I know what you're thinking, "Why the yeast?" Well, the rye starter is there for flavor and to utilize my discard. I hate to watch it swirl down the drain. And the yeast keeps prep time in closer alignment with my schedule.
Starter goes into the KA mixer bowl and the wheat is milled in on top of it. The powdered ascorbic acid and water go in next and are mixed with the paddle. When everything is wet 'n happy I give them an hour to get acquainted.
I use the hook to mix in all the other ingredients in this order: sorghum, yeast, salt and finally the ghee. I let the hook knead the final mix for about 4 minutes on speed two; rest the dough for 10 minutes and then knead for four more. I let the dough rise covered 'til almost doubled in the bowl. Then it gets a final shaping and plopped into a 9x4x4 small Pullman pan. I bake it in a pre-heated 350f oven for 39 minutes.

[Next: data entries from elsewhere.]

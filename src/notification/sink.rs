// Copyright (c) 2025 - Cowboy AI, Inc.
//! Notification Sinks
//!
//! Sinks receive the notifications of committed transactions. Fan-out,
//! subscription matching and transport are the sink's business; the
//! inventory only promises what is delivered and when.
//!
//! # Architecture
//!
//! ```text
//! Transaction                    Sink
//! ───────────                   ──────
//!
//! PreCommit queue               deliver()
//!      │                            │
//!      ▼                            ▼
//! ┌─────────────┐  commit ok  ┌──────────────┐
//! │  queued     │ ──────────> │  channel,    │
//! │  (ordered)  │             │  log, ...    │
//! └─────────────┘             └──────────────┘
//! ```
//!
//! A sink failure is logged by the caller and never undoes the commit.

use async_trait::async_trait;
use std::sync::Arc;
use tokio::sync::{mpsc, Mutex};
use tracing::info;

use super::Notification;

/// Receiver of committed change notifications
#[async_trait]
pub trait NotificationSink: Send + Sync {
    /// Deliver one notification
    async fn deliver(&self, notification: &Notification) -> Result<(), SinkError>;

    /// Deliver a batch in order, stopping at the first failure
    async fn deliver_all(&self, notifications: &[Notification]) -> Result<(), SinkError> {
        for notification in notifications {
            self.deliver(notification).await?;
        }
        Ok(())
    }
}

/// Errors that can occur while delivering notifications
#[derive(Debug, Clone, PartialEq, Eq, thiserror::Error)]
pub enum SinkError {
    /// The receiving side is gone
    #[error("Notification channel closed")]
    Closed,

    #[error("Delivery failed: {0}")]
    DeliveryFailed(String),
}

/// Logs each notification at `info`
#[derive(Debug, Clone, Copy, Default)]
pub struct LoggingSink;

#[async_trait]
impl NotificationSink for LoggingSink {
    async fn deliver(&self, notification: &Notification) -> Result<(), SinkError> {
        info!(
            subject = %notification.subject(),
            path = %notification.path,
            "Inventory change"
        );
        Ok(())
    }
}

/// Discards everything
#[derive(Debug, Clone, Copy, Default)]
pub struct NullSink;

#[async_trait]
impl NotificationSink for NullSink {
    async fn deliver(&self, _notification: &Notification) -> Result<(), SinkError> {
        Ok(())
    }
}

/// Keeps delivered notifications for inspection
#[derive(Debug, Clone, Default)]
pub struct CollectingSink {
    collected: Arc<Mutex<Vec<Notification>>>,
}

impl CollectingSink {
    pub fn new() -> Self {
        Self::default()
    }

    /// Snapshot of everything delivered so far
    pub async fn notifications(&self) -> Vec<Notification> {
        self.collected.lock().await.clone()
    }

    /// Take everything delivered so far, leaving the collector empty
    pub async fn take(&self) -> Vec<Notification> {
        std::mem::take(&mut *self.collected.lock().await)
    }
}

#[async_trait]
impl NotificationSink for CollectingSink {
    async fn deliver(&self, notification: &Notification) -> Result<(), SinkError> {
        self.collected.lock().await.push(notification.clone());
        Ok(())
    }
}

/// Forwards into a bounded channel
///
/// Delivery waits for capacity, so a slow consumer slows committers down
/// rather than losing notifications.
#[derive(Debug, Clone)]
pub struct ChannelSink {
    sender: mpsc::Sender<Notification>,
}

impl ChannelSink {
    /// Create a sink and the receiving end of its channel
    pub fn new(buffer: usize) -> (Self, mpsc::Receiver<Notification>) {
        let (sender, receiver) = mpsc::channel(buffer.max(1));
        (Self { sender }, receiver)
    }
}

#[async_trait]
impl NotificationSink for ChannelSink {
    async fn deliver(&self, notification: &Notification) -> Result<(), SinkError> {
        self.sender
            .send(notification.clone())
            .await
            .map_err(|_| SinkError::Closed)
    }
}

/// Wraps another sink and forwards only matching notifications
pub struct FilteringSink<S: NotificationSink> {
    inner: S,
    filter: Box<dyn Fn(&Notification) -> bool + Send + Sync>,
}

impl<S: NotificationSink> FilteringSink<S> {
    pub fn new<F>(inner: S, filter: F) -> Self
    where
        F: Fn(&Notification) -> bool + Send + Sync + 'static,
    {
        Self {
            inner,
            filter: Box::new(filter),
        }
    }
}

#[async_trait]
impl<S: NotificationSink> NotificationSink for FilteringSink<S> {
    async fn deliver(&self, notification: &Notification) -> Result<(), SinkError> {
        if (self.filter)(notification) {
            self.inner.deliver(notification).await
        } else {
            Ok(())
        }
    }
}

delicious. Would love to try a slice right about now.
p.s. love that quote.
Thanks. About that quote, great-grandma said, "Don't pay him no mind. He's been delirious for days."
Just like your loaf of bread.
But why the ghee? And do you really notice the molasses in the taste? And if you do, maybe some honey if none on hand? Have book marked this and will try when i get myself a home mill one day..
As to grandpa.. I think many of us grow up with this anxiety about perfection... being perfect instead of our version of good.. it's taken me decades to make peace with that one .. as it likely did grandpa.. too bad my kids don't believe it when I tell them.. but I'm sure in time they'll come around too!
I really like ghee as a cooking fat. Unlike butter, it's soft and easily incorporated into dough. I make my own so I'm not paying the ridiculous prices you see in the stores. I also brush it onto the top of the loaf before I take it out of the pan. I will use honey when the molasses isn't available but the sorghum has several minerals that honey may lack and besides, I'm a Southerner. Sorghum is almost a requirement. When it comes to taste sorghum is milder than most of the molasses derived from sugar refining. In fact, it's the end product and not a by-product of the process. When it comes to the subject of perfection, my wife will be glad to detail all my shortcomings - if you've got a day or two and you promise to pay close attention.
Listen close-I am a woman! :)
Nice looking whole wheat loaf! Decrease the yeast to 1 tsp, add a little more water and throw it in the refrigerator overnight and you would not believe the flavor you get! I used to mix my dough up at 9PM and take it out the next day for a late morning bake-warm bread for lunch or dinner. But I understand production cycle and this loaf is beautiful just like it is.
Yes mam! I'm working on getting the timing down on a fully sourdough version and I've also considered an overnight retardation.
the absorbic acid?
According to several posts on this site freshly milled flour has some compounds called thiols that can interfere with gluten development. Supposedly the ascorbic acid, vitamin C, counteracts their effects. My experience seems to confirm that.